Syphilis Screening, Diagnosis, and Treatment in HIV

Syphilis should be among the differential diagnosis when patients with HIV present with oral, genital, cervical, or anal lesions (chancres or warts); rash, vision, otic, neurologic, and or neuropsychiatric findings or complaints. Chancres are painless and can develop in less visible areas of the body, and thus are easily missed. Atypical presentations of syphilis in patients with HIV have been reported, and syphilis can mimic other infections, such as herpes or fungal rash, or noninfectious dermatologic conditions such as contact dermatitis or psoriasis. Photographic examples of secondary syphilis in HIV-infected patients are provided in the Appendix section of the guidelines.

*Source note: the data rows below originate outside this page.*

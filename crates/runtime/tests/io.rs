// SPDX-License-Identifier: AGPL-3.0-or-later
// Copyright (c) 2025 ReifyDB

use std::{sync::Arc, time::Duration};

use reifydb_runtime::{
	Actor, ActorExit, Engine, EngineConfig, Error, SchedPolicy, Strand,
	io::{accept, bind_listener, connect, read, write_all},
};
use reifydb_testing::Trace;

fn started(threads: usize) -> Engine {
	let engine = Engine::new(EngineConfig::new().title("io-test"));
	engine.run(threads, SchedPolicy::default()).unwrap();
	engine
}

const LIMIT: Duration = Duration::from_secs(5);

#[test]
fn test_port_conflict() {
	let engine = started(1);
	let listener = bind_listener(&engine, "127.0.0.1:0").unwrap();
	let addr = listener.local_addr().unwrap();

	let second = bind_listener(&engine, addr);
	assert!(matches!(second, Err(Error::ResourceConflict(_))));

	drop(listener);
	engine.stop().unwrap();
}

#[test]
fn test_bind_requires_running_engine() {
	let engine = Engine::new(EngineConfig::default());
	assert!(matches!(bind_listener(&engine, "127.0.0.1:0"), Err(Error::EngineStopped)));
}

#[test]
fn test_accept_times_out() {
	let engine = started(2);
	let trace = Arc::new(Trace::new());

	let recorder = trace.clone();
	let actor = Actor::create(&Strand::create(&engine), move |actor| async move {
		let engine = actor.strand().engine()?;
		let listener = bind_listener(&engine, "127.0.0.1:0")?;
		let result = accept(&actor, &listener, Duration::from_millis(20)).await;
		recorder.record("actor", format!("timeout={}", result.is_err_and(|err| err.is_timeout())));
		Ok(())
	});

	actor.notify_run().unwrap();
	assert_eq!(actor.outside_wait_quit().unwrap(), ActorExit::Completed);
	assert_eq!(trace.of("actor"), vec!["timeout=true"]);
	engine.stop().unwrap();
}

#[test]
fn test_echo_between_actors() {
	let engine = started(2);
	let listener = bind_listener(&engine, "127.0.0.1:0").unwrap();
	let addr = listener.local_addr().unwrap();
	let trace = Arc::new(Trace::new());

	let server = Actor::create(&Strand::create(&engine), move |actor| async move {
		let (mut stream, _) = accept(&actor, &listener, LIMIT).await?;
		let mut buf = [0u8; 64];
		loop {
			let n = read(&actor, &mut stream, &mut buf, LIMIT).await?;
			if n == 0 {
				return Ok(());
			}
			write_all(&actor, &mut stream, &buf[..n], LIMIT).await?;
		}
	});

	let recorder = trace.clone();
	let client = Actor::create(&Strand::create(&engine), move |actor| async move {
		let mut stream = connect(&actor, addr, LIMIT).await?;
		for word in ["ping", "pong"] {
			write_all(&actor, &mut stream, word.as_bytes(), LIMIT).await?;

			let mut echoed = Vec::new();
			let mut buf = [0u8; 64];
			while echoed.len() < word.len() {
				let n = read(&actor, &mut stream, &mut buf, LIMIT).await?;
				if n == 0 {
					break;
				}
				echoed.extend_from_slice(&buf[..n]);
			}
			recorder.record("client", String::from_utf8_lossy(&echoed).into_owned());
		}
		Ok(())
	});

	server.notify_run().unwrap();
	client.notify_run().unwrap();
	assert_eq!(client.outside_wait_quit().unwrap(), ActorExit::Completed);
	assert_eq!(server.outside_wait_quit().unwrap(), ActorExit::Completed);
	assert_eq!(trace.of("client"), vec!["ping", "pong"]);
	engine.stop().unwrap();
}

Diagnosis and staging are determined by performing nontreponemal (RPR or VDRL) and treponemal (FTA-Abs, TP-PA) serologic testing and by the typical clinical appearance of ulcers and skin lesions. The nontreponemal tests are negative in approximately 20% of the cases presenting with a primary ulcer (chancre); therefore, both nontreponemal and treponemal testing are advised.[9] When there is clinical suspicion for syphilis but the nontreponemal test is negative, it is advised that clinicians communicate with the laboratory to confirm that the sample was retested after dilution (prozone effect).[10]Some laboratories use a reverse sequence screening algorithm with automated treponemal enzyme immunoassay or chemiluminescence immunoassays as the initial screening test, followed by confirmation with the nontreponemal RPR. This can be confusing, so the guideline includes a helpful syphilis screening algorithm to assist with interpretation of the laboratory results.

Treatment varies according to disease stage. The penicillin G recommended regimens are the same for patients with or without HIV. Patients with HIV who are diagnosed with syphilis should be monitored closely. Other treatment options for penicillin-allergic patients with HIV have not been well studied and should be used with caution. In pregnant women with syphilis who are penicillin allergic, desensitization therapy followed by treatment with penicillin is recommended due to high rates of congenital syphilis when other agents are used. This is also advised for patients with HIV rather than attempting other therapies if adherence to therapy or close follow-up cannot be ensured. Clinicians should perform a lumbar puncture in patients with neurologic, ophthalmologic, otic, or neuropsychiatric signs or symptoms that are not explained by another etiology, treatment failure, or tertiary syphilis. Long-term untreated infection can affect multiple organs, including the brain, nerves, eyes, heart, blood vessels, liver, bones, and joints, and can cause visual impairment, stroke, or death.[9]

If more people coinfected with syphilis and HIV are identified and treated early, the goals of reducing the rates of syphilis and HIV transmission will be achieved.